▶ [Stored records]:
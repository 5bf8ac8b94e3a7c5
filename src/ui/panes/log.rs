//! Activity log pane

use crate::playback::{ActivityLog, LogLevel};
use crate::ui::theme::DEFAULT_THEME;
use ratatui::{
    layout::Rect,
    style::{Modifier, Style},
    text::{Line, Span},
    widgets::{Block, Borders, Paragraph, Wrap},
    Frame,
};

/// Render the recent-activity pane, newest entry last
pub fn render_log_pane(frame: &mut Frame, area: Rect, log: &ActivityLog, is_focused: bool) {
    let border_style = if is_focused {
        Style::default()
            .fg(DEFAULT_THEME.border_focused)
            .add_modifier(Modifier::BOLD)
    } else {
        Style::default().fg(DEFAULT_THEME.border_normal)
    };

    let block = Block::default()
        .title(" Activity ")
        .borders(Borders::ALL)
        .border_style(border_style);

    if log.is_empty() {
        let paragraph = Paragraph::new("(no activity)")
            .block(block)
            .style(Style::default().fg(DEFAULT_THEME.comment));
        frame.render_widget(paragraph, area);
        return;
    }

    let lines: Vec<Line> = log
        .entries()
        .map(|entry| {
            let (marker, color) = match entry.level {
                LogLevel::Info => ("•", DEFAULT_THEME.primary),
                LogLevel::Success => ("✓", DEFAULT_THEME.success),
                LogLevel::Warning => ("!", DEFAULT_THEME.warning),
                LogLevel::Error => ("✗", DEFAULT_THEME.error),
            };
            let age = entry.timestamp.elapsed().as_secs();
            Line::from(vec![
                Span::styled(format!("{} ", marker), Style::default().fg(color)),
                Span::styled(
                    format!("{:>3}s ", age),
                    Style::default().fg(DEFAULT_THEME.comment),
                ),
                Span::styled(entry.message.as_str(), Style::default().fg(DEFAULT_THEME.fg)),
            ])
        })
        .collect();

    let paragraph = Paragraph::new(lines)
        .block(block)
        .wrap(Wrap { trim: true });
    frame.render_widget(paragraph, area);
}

▶ [EXERCISE DIRECTIONS]: Write every record out again, unaltered.

▶ [RESPONSE BELOW]:
repository 5bf8ac8b94e3a7c5
filename src/ui/panes/log.rs
//! Activity log pane

use crate::playback::{ActivityLog, LogLevel};
use crate::ui::theme::DEFAULT_THEME;
use ratatui::{
    layout::Rect,
    style::{Modifier, Style},
    text::{Line, Span},
    widgets::{Block, Borders, Paragraph, Wrap},
    Frame,
};

/// Render the recent-activity pane, newest entry last
pub fn render_log_pane(frame: &mut Frame, area: Rect, log: &ActivityLog, is_focused: bool) {
    let border_style = if is_focused {
        Style::default()
            .fg(DEFAULT_THEME.border_focused)
            .add_modifier(Modifier::BOLD)
    } else {
        Style::default().fg(DEFAULT_THEME.border_normal)
    };

    let block = Block::default()
        .title(" Activity ")
        .borders(Borders::ALL)
        .border_style(border_style);

    if log.is_empty() {
        let paragraph = Paragraph::new("(no activity)")
            .block(block)
            .style(Style::default().fg(DEFAULT_THEME.comment));
        frame.render_widget(paragraph, area);
        return;
    }

    let lines: Vec<Line> = log
        .entries()
        .map(|entry| {
            let (marker, color) = match entry.level {
                LogLevel::Info => ("•", DEFAULT_THEME.primary),
                LogLevel::Success => ("✓", DEFAULT_THEME.success),
                LogLevel::Warning => ("!", DEFAULT_THEME.warning),
                LogLevel::Error => ("✗", DEFAULT_THEME.error),
            };
            let age = entry.timestamp.elapsed().as_secs();
            Line::from(vec![
                Span::styled(format!("{} ", marker), Style::default().fg(color)),
                Span::styled(
                    format!("{:>3}s ", age),
                    Style::default().fg(DEFAULT_THEME.comment),
                ),
                Span::styled(entry.message.as_str(), Style::default().fg(DEFAULT_THEME.fg)),
            ])
        })
        .collect();

    let paragraph = Paragraph::new(lines)
        .block(block)
        .wrap(Wrap { trim: true });
    frame.render_widget(paragraph, area);
}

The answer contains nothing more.